Source records:
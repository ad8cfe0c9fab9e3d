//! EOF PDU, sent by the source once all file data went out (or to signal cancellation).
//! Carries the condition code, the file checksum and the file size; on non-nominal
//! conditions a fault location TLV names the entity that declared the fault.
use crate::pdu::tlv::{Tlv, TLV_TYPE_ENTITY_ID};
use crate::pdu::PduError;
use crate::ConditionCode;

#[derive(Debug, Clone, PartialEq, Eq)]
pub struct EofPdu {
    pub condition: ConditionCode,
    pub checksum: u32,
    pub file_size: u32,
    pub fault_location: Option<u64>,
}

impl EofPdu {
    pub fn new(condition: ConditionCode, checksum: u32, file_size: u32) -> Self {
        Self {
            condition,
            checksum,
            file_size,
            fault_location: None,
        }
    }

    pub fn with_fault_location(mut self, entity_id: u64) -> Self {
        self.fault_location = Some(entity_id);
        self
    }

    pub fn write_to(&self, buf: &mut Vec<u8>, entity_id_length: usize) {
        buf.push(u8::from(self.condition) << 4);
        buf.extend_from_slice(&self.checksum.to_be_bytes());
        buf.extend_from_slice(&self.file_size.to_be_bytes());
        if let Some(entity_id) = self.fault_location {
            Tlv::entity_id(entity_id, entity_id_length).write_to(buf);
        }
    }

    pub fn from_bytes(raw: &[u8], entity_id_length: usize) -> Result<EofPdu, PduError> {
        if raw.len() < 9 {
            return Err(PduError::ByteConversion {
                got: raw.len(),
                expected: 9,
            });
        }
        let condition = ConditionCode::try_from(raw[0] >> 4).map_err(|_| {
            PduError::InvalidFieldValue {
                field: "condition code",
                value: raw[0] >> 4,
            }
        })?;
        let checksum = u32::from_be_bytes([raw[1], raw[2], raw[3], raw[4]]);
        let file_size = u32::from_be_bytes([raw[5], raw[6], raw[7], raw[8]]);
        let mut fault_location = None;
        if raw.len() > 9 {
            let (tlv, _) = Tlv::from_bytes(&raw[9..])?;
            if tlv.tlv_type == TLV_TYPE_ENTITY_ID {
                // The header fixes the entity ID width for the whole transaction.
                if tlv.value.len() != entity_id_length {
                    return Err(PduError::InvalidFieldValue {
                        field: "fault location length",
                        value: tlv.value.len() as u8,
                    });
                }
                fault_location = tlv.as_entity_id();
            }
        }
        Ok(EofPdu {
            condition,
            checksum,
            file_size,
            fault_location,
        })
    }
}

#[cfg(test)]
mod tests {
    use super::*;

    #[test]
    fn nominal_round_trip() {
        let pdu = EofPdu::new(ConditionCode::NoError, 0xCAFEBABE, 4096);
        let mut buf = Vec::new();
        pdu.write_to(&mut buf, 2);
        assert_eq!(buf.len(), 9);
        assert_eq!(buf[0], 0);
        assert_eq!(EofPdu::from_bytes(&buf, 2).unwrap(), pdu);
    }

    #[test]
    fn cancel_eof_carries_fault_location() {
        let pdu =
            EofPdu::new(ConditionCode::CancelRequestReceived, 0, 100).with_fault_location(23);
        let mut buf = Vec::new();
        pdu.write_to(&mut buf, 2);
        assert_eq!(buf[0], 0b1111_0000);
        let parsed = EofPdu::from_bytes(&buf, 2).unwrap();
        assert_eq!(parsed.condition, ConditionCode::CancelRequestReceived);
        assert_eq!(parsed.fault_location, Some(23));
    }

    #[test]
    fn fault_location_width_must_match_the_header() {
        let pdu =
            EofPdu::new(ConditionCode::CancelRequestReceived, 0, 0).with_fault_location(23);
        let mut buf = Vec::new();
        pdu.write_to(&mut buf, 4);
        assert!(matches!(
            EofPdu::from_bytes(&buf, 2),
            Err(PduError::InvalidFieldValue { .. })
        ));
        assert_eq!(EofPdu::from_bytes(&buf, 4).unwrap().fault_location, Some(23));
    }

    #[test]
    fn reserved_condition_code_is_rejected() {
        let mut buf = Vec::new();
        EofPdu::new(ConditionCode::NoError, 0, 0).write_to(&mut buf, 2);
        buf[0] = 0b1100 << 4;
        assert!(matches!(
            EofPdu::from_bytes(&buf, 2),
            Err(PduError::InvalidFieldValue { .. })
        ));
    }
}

--

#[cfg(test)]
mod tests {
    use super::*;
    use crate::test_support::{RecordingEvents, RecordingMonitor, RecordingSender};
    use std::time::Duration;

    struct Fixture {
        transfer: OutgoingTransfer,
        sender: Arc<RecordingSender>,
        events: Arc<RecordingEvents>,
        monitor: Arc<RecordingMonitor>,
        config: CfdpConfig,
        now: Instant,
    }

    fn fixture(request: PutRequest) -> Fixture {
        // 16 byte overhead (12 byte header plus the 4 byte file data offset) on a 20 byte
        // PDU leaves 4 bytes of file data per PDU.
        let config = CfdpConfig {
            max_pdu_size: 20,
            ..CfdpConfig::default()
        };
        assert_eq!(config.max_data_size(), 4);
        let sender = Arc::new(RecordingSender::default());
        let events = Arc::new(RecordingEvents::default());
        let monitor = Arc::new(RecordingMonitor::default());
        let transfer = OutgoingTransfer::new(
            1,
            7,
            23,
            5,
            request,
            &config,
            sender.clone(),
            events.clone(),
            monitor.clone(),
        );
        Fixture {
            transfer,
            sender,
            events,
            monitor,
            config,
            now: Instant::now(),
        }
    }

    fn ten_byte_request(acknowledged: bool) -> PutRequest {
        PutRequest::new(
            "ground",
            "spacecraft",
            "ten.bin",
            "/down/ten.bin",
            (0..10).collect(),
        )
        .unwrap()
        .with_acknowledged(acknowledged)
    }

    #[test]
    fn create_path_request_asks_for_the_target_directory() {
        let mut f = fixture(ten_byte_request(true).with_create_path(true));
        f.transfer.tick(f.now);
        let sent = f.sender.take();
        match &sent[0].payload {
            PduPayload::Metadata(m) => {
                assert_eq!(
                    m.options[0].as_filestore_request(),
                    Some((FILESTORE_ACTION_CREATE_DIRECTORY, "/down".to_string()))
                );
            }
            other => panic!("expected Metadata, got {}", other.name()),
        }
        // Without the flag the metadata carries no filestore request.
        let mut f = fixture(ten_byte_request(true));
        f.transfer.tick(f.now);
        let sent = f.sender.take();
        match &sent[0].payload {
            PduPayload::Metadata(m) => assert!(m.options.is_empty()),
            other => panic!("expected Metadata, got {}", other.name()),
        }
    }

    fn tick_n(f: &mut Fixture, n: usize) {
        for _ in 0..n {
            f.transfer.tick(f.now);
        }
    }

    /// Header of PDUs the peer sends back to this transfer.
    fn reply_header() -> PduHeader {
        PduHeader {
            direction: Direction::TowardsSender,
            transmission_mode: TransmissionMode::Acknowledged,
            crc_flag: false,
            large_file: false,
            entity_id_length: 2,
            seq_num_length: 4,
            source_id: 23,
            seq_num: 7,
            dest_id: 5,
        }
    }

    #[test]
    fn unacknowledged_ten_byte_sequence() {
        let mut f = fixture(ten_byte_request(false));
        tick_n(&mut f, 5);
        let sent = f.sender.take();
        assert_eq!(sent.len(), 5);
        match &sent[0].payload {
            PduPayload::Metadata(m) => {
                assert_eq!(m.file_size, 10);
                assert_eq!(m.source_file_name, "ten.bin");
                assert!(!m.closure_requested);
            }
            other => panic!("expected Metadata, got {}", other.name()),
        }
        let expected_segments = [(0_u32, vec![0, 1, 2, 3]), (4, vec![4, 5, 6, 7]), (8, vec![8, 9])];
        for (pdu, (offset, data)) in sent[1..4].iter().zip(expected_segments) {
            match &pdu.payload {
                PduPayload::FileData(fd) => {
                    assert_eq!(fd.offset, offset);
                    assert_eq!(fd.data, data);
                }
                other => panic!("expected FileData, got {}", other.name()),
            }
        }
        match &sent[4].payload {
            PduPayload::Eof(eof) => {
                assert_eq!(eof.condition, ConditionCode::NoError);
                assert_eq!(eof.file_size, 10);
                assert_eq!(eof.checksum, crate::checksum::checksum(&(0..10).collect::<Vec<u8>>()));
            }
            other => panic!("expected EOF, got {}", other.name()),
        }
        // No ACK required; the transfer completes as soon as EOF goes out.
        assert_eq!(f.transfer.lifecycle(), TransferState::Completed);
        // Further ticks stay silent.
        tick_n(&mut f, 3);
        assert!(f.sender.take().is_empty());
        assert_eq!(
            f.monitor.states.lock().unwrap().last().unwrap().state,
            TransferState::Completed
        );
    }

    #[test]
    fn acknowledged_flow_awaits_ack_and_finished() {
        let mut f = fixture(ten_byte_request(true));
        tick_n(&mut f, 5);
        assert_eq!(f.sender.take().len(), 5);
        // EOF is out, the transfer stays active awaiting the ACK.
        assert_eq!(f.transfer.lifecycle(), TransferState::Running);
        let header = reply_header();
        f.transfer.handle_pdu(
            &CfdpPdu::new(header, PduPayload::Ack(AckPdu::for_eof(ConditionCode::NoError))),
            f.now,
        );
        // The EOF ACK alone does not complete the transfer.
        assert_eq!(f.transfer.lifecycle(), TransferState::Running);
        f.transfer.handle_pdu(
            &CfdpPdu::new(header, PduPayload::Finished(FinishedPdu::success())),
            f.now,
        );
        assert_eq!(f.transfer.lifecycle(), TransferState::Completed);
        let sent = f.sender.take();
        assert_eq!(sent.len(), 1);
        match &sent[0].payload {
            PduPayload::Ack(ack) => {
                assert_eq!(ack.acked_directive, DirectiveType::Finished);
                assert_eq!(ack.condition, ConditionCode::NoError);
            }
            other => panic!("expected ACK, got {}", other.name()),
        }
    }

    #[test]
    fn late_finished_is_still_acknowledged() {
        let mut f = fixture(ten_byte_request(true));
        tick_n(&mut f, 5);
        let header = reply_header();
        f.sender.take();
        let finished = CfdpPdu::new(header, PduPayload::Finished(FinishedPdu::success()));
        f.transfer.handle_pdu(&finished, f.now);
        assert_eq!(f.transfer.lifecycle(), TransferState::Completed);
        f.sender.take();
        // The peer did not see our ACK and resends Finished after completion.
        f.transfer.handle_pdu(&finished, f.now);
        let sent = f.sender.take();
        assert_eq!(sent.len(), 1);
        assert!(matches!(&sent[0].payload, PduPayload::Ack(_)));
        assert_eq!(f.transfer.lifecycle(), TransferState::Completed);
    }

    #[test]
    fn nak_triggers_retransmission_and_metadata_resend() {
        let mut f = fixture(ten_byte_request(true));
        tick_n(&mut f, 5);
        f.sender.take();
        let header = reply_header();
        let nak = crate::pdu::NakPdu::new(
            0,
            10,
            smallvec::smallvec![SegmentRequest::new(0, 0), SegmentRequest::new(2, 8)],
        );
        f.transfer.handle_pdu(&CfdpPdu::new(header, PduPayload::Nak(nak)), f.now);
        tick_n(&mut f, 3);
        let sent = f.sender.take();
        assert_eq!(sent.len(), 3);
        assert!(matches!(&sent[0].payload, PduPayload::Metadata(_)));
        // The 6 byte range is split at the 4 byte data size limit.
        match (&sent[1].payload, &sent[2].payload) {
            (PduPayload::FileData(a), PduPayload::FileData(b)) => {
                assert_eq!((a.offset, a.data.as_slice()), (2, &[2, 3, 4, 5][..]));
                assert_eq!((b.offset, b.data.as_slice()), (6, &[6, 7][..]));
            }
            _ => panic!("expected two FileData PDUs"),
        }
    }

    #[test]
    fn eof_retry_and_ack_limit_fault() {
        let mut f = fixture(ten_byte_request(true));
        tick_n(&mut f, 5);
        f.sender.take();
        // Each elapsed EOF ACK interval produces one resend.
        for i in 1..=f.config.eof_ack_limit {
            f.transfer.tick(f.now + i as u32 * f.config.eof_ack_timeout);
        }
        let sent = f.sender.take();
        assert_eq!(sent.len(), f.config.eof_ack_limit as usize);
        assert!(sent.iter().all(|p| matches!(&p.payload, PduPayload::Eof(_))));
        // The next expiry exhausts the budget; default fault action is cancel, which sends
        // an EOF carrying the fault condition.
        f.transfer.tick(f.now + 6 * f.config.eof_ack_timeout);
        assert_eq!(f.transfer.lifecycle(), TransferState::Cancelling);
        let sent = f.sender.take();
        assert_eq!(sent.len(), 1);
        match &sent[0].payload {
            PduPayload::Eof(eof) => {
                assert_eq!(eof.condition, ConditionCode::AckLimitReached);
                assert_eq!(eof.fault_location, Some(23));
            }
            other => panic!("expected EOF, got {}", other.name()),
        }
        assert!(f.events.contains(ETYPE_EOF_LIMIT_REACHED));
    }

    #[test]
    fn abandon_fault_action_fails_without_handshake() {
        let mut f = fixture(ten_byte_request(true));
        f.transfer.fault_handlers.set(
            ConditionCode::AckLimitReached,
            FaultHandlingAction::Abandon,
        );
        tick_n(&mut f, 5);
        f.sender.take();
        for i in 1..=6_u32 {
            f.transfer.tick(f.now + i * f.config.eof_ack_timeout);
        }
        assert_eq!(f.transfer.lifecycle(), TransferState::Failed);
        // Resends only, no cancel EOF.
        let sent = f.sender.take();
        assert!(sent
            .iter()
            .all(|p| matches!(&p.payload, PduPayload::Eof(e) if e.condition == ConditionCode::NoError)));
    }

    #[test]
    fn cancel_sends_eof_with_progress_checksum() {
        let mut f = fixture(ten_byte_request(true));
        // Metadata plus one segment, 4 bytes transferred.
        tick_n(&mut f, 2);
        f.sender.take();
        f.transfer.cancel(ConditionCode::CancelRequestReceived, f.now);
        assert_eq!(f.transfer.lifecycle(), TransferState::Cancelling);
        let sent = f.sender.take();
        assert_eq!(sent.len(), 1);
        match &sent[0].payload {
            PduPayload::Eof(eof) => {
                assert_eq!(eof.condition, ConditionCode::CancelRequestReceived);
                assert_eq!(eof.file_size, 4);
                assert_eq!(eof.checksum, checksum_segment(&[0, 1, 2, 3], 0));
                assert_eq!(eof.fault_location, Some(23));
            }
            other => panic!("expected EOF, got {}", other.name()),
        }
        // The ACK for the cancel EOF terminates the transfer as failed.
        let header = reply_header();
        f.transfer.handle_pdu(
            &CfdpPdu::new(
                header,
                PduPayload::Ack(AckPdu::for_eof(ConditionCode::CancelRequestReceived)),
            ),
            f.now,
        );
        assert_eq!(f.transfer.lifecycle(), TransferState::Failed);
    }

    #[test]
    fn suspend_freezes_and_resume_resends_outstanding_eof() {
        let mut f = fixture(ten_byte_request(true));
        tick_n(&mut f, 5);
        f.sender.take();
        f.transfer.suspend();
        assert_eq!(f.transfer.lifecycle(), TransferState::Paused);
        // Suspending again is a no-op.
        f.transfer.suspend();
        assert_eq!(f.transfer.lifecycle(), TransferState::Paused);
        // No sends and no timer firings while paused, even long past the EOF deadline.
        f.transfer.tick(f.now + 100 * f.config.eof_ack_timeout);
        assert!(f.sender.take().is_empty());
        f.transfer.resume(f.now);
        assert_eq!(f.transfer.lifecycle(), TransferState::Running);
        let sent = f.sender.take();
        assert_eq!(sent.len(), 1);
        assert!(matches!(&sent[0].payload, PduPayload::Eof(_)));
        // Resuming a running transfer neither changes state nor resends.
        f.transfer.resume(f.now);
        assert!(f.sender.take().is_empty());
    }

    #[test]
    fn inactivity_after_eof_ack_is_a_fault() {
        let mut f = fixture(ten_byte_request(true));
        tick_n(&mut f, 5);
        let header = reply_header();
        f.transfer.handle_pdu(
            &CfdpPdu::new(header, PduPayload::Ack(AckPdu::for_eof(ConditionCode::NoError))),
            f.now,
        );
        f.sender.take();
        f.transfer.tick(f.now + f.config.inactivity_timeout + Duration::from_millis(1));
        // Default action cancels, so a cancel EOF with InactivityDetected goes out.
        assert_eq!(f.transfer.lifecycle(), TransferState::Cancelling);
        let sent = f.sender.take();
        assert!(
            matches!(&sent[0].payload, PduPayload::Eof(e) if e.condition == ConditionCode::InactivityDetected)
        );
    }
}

* * *

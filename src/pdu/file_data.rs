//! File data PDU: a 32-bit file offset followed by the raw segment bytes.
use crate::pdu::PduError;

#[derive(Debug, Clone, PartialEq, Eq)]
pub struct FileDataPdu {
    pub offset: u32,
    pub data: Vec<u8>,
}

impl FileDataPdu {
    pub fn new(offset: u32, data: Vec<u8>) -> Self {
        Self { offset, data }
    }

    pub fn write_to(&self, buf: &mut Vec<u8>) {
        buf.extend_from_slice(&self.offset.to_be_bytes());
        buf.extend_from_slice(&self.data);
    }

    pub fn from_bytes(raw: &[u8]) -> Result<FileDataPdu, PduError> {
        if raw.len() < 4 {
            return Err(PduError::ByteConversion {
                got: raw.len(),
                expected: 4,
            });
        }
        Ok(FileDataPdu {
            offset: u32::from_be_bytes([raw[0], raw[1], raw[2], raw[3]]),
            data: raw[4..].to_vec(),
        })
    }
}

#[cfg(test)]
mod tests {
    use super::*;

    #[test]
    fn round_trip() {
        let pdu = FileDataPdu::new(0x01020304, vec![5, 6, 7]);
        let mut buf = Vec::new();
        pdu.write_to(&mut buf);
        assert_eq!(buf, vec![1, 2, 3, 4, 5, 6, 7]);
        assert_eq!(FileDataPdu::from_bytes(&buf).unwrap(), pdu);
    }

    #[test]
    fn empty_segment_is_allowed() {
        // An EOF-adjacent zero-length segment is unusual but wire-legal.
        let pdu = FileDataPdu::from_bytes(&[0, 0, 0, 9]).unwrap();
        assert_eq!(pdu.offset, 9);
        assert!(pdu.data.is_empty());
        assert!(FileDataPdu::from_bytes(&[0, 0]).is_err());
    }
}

About this task:
Your answer should be the lines above that contain the word "InactivityDetected", copied out.

Task output:
        // Default action cancels, so a cancel EOF with InactivityDetected goes out.
            matches!(&sent[0].payload, PduPayload::Eof(e) if e.condition == ConditionCode::InactivityDetected)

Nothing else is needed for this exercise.